Paciente quase perde consulta agendada há quatro meses

Adriana Barão demorou uma hora e meia para fazer percurso que, em dias normais, gasta cerca de 20 minutos

Luiz Fernando Toledo,

09 de junho de 2014 | 16h20

SÃO PAULO - A aposentada Adriana Barão teria perdido uma consulta que levou quatro meses para agendar se não tivesse contado com a compreensão dos médicos que a atenderam mesmo após uma hora e meia de atraso. Ela partiu do Bairro Casa Verde, zona norte de São Paulo, em direção ao Instituto Brasileiro de Controle do Câncer (IBCC), localizado na Avenida Alcântara Machado, Mooca, zona leste da cidade.

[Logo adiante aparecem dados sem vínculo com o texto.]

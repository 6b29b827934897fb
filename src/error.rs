use std::path::PathBuf;

#[derive(Debug, thiserror::Error)]
pub enum PriceError {
    #[error("HTTP error: {0}")]
    Http(#[from] reqwest::Error),

    #[error("IO error: {0}")]
    Io(#[from] std::io::Error),

    #[error("JSON error: {0}")]
    Json(#[from] serde_json::Error),

    #[error("Missing input file: {}", .0.display())]
    MissingInput(PathBuf),

    #[error("Daily feed error: {0}")]
    Feed(String),

    #[error("Invalid series file {}: {reason}", .path.display())]
    InvalidStore { path: PathBuf, reason: String },

    #[error("Validation failed: {0}")]
    Validation(String),

    #[error("Invalid argument: {0}")]
    InvalidArgument(String),
}

impl PriceError {
    /// True when the error comes from retrieving the external daily snapshot
    /// (network, timeout, bad status or malformed document).
    pub fn is_fetch_failure(&self) -> bool {
        matches!(self, PriceError::Http(_) | PriceError::Feed(_))
    }

    /// True when a file we just wrote did not read back as a canonical store.
    pub fn is_validation_failure(&self) -> bool {
        matches!(self, PriceError::Validation(_))
    }

    /// Process exit status for a run ending in this error: 2 for fetch
    /// failures, 3 for post-write validation failures, 1 for everything else.
    pub fn exit_code(&self) -> u8 {
        if self.is_fetch_failure() {
            2
        } else if self.is_validation_failure() {
            3
        } else {
            1
        }
    }
}

pub type Result<T> = std::result::Result<T, PriceError>;
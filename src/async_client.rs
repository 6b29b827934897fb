//! Async wrapper around [`PriceTracker`] for use in async runtimes (Tokio, etc.).
//!
//! Runs all tracker operations on a blocking thread pool via
//! [`tokio::task::spawn_blocking`], keeping the async event loop free while
//! the blocking feed client and file I/O run.
//!
//! # Example
//!
//! ```no_run
//! use olive_prices::{AsyncPriceTracker, PriceTracker};
//!
//! #[tokio::main(flavor = "current_thread")]
//! async fn main() {
//!     let tracker = PriceTracker::builder()
//!         .feed_url("https://example.org/precio-aceite-hoy.json")
//!         .build()
//!         .unwrap();
//!     let tracker = AsyncPriceTracker::new(tracker);
//!
//!     let today = chrono::NaiveDate::from_ymd_opt(2025, 8, 27).unwrap();
//!     let report = tracker.update(today).await.unwrap();
//! }
//! ```

use std::sync::{Arc, Mutex};

use chrono::NaiveDate;

use crate::error::{PriceError, Result};
use crate::models::Store;
use crate::update::UpdateReport;
use crate::PriceTracker;

/// Async wrapper around [`PriceTracker`].
///
/// The tracker is protected by a [`Mutex`] so concurrent calls never
/// interleave reads and writes of the canonical file.
pub struct AsyncPriceTracker {
    inner: Arc<Mutex<PriceTracker>>,
}

impl AsyncPriceTracker {
    pub fn new(tracker: PriceTracker) -> Self {
        Self {
            inner: Arc::new(Mutex::new(tracker)),
        }
    }

    /// Run a sync tracker operation on the blocking thread pool.
    pub async fn run<F, T>(&self, f: F) -> Result<T>
    where
        F: FnOnce(&mut PriceTracker) -> Result<T> + Send + 'static,
        T: Send + 'static,
    {
        let tracker = self.inner.clone();
        tokio::task::spawn_blocking(move || {
            let mut guard = tracker
                .lock()
                .map_err(|_| PriceError::InvalidArgument("tracker lock poisoned".into()))?;
            f(&mut guard)
        })
        .await
        .map_err(|e| PriceError::InvalidArgument(format!("Task join error: {e}")))?
    }

    /// Rebuild the canonical file from the raw text.
    pub async fn convert(&self) -> Result<Store> {
        self.run(|t| t.convert()).await
    }

    /// Fetch today's snapshot and merge it for `as_of`.
    pub async fn update(&self, as_of: NaiveDate) -> Result<UpdateReport> {
        self.run(move |t| t.update(as_of)).await
    }

    pub async fn load(&self) -> Result<Store> {
        self.run(|t| t.load()).await
    }
}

"Atrasei uma hora e meia por causa dessa greve e quase perco minha consulta. Nem quero pensar em quanto tempo levaria para agendar outra", diz Adriana, ofegante. Ela disse à reportagem que passa por um tratamento ginecológico há dois anos. "Já fiz todos os exames. Fiz cirurgia e preciso ser consultada sempre. Se o médico não quisesse me atender, o tratamento ia se prejudicar", relatou.

Adriana explica que a fila de espera do IBCC é "muito grande" e a espera para uma consulta sempre é demorada, mesmo com plano médico particular.

"Minha consulta estava marcada para 9h30 mas só cheguei às 11h. A gente depende da boa vontade dos outros para ser atendida nessa situação", lamentou.  Em dias normais ela conta que levaria 20 minutos para realizar o trajeto, pela Linha 3 - Vermelha,  desde a Barra Funda.

O IBCC confirmou que alguns pacientes atrasaram durante a manhã, além de funcionários. Até as 12h, faltava dois enfermeiros para completar a equipe. O hospital, no entanto, garantiu que conseguiria atender todas as 105 quimioterapias marcadas para o dia, além de 14 cirurgias, nenhuma cancelada.

"Todos vão ser atendidos, mesmo com atraso", informou a assessoria do IBCC. Segundo o hospital, o atraso dos pacientes que tinham consulta marcada para as 7h gerou um "efeito dominó" que comprometeu o horário de todas os atendimentos, mas haverá hora extra. "Fechamos às 18h, mas hoje vamos trabalhar até atender o último paciente", disse o Instituto.